Tic Tac Toe small game in JavaScript

    This is a post about the small game “Tic-Tac-Toe,” which was written in order to replenish the programming experience in JS. Canvas and DojoBase are used here. The library is used to work with events and to find elements by id (this is very convenient). Canvas is used to draw the playing field.
    Game itself

    The rules of the “Tic-Tac-Toe” from this implementation are simple: you need to collect a series of five elements (in any direction) before the enemy. The number of moves is the same, that is, if the zeros (they go first) collected a row, and the crosses have a line of four elements, then the round does not end. Yes, in this implementation, one game consists of several rounds. The game ends when there are no free cells left on the field. The winner is the one who won more rounds. Cells that were used in past rounds are poured and become inactive. The resolution of the field itself is set depending on the resolution of the browser window.

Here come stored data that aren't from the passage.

#[cfg(test)]
mod tests {
    use super::*;
    use crate::annotate::NullAugmenter;
    use crate::intfmapper::NullMapper;

    fn test_db(storage: PathBuf) -> Arc<FlowDatabase> {
        let settings = DatabaseSettings {
            storage,
            agents: vec![AgentSpec {
                name: "test01.pop01".to_string(),
                ip_address: "1.2.3.4".parse().unwrap(),
                sample_rate: 0,
            }],
            ..Default::default()
        };
        FlowDatabase::new(
            settings,
            Arc::new(NullMapper),
            Arc::new(NullAugmenter),
            Protocols::new(),
        )
    }

    fn flow(ts: i64) -> Flow {
        let mut fl = Flow::empty();
        fl.agent = "1.2.3.4".parse().unwrap();
        fl.src_addr = "10.0.0.1".parse().unwrap();
        fl.dst_addr = "30.0.0.1".parse().unwrap();
        fl.protocol = 6;
        fl.size = 1000;
        fl.samplerate = 4;
        fl.timestamp = ts;
        fl
    }

    #[test]
    fn test_ingest_aligns_and_multiplies() {
        let dir = tempfile::tempdir().unwrap();
        let db = test_db(dir.path().to_path_buf());

        db.ingest(flow(3617));

        assert!(db.is_resident(3600, "test01.pop01"));
        assert!(!db.is_resident(3617, "test01.pop01"));

        let map = db.flows.read().unwrap();
        let bucket = &map[&3600]["test01.pop01"];
        let flows = bucket.flows();
        assert_eq!(flows.len(), 1);
        assert_eq!(flows[0].size, 4000);
        assert_eq!(flows[0].timestamp, 3600);
    }

    #[test]
    fn test_ingest_drops_unknown_agent() {
        let dir = tempfile::tempdir().unwrap();
        let db = test_db(dir.path().to_path_buf());

        let mut fl = flow(3600);
        fl.agent = "9.9.9.9".parse().unwrap();
        db.ingest(fl);

        assert!(!db.is_resident(3600, "test01.pop01"));
        assert_eq!(db.stats().snapshot().flows_dropped, 1);
    }

    #[test]
    fn test_maintain_archives_then_evicts() {
        let dir = tempfile::tempdir().unwrap();
        let db = test_db(dir.path().to_path_buf());

        db.ingest(flow(3600));

        // Old enough to archive, too young to evict.
        db.maintain(3600 + 3 * 60);
        assert!(db.is_resident(3600, "test01.pop01"));
        assert!(archive::load_bucket(dir.path(), 3600, "test01.pop01").is_ok());
        assert_eq!(db.stats().snapshot().archive_writes, 1);

        // A second pass does not rewrite the archive.
        db.maintain(3600 + 4 * 60);
        assert_eq!(db.stats().snapshot().archive_writes, 1);

        // Past the cache retention the bucket leaves memory.
        db.maintain(3600 + 1800 + 60);
        assert!(!db.is_resident(3600, "test01.pop01"));
        assert_eq!(db.stats().snapshot().evictions, 1);
    }

    #[test]
    fn test_raster_invariant() {
        let dir = tempfile::tempdir().unwrap();
        let db = test_db(dir.path().to_path_buf());
        for ts in [3601, 3659, 3660, 7199] {
            db.ingest(flow(ts));
        }
        let map = db.flows.read().unwrap();
        for ts in map.keys() {
            assert_eq!(ts % 60, 0);
        }
    }

    #[test]
    fn test_input_channel_round_trip() {
        let dir = tempfile::tempdir().unwrap();
        let db = test_db(dir.path().to_path_buf());

        let (tx, workers) = db.start();
        tx.blocking_send(flow(3600)).unwrap();
        tx.blocking_send(flow(3660)).unwrap();
        drop(tx);
        workers.join();

        assert!(db.is_resident(3600, "test01.pop01"));
        assert!(db.is_resident(3660, "test01.pop01"));
        assert_eq!(db.stats().snapshot().flows, 2);
    }
}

    Creation of AI (hereinafter, under AI, a set of search algorithms is parsed)

    The most interesting thing here, of course, is AI. I “taught” him to walk more or less correctly in several stages ... At first, AI put his badge on the first free cell that I found. Having tested a little, it became clear to me that this is not interesting. It works, but something is wrong here. After thinking that a better case than this, I screwed up rand. After that, it became a little more fun, but still - not interesting.
    So, okay, first let him find all the cells that you can (and should) go to. That is, something like that (highlighted in blue).

    These "necessary" cells are determined by such an algorithm "
    Here all the information about the playing field (what is happening on it) is contained in a two-dimensional global array, the values ​​of the elements of which indicate the state of the cells. A complete set of directions is used, that is, all neighboring cells with this one are checked. The array_2 records the results of the search for the “necessary” cells.

    So, determined and what to do next with them? You can put a random element in any of these cells. And it is possible to assign an assessment to each cell and, based on them, choose the best option, and then use it. It sounds good. But, first you need to solve another question.
    During the course of AI for zero, a situation may arise that there simply will not be “necessary” cells. For example, in the first turn of the round. Now we need to come up with an algorithm to find the best option in this situation (or when there are no free cells in crosses or zeros). And I think it's good to go where the most spacious.
    Therefore, such an algorithm is implemented here
    Intermediate data, that is, rows of free cells (vertical and horizontal) in a specific format, is recorded in m_sections. The result of this function will be written to the o_coordinate object. If the segment is the diameter of the "empty" square, then this means that its center point (cell) is the center of the square of free cells, and its sides are equal to this segment.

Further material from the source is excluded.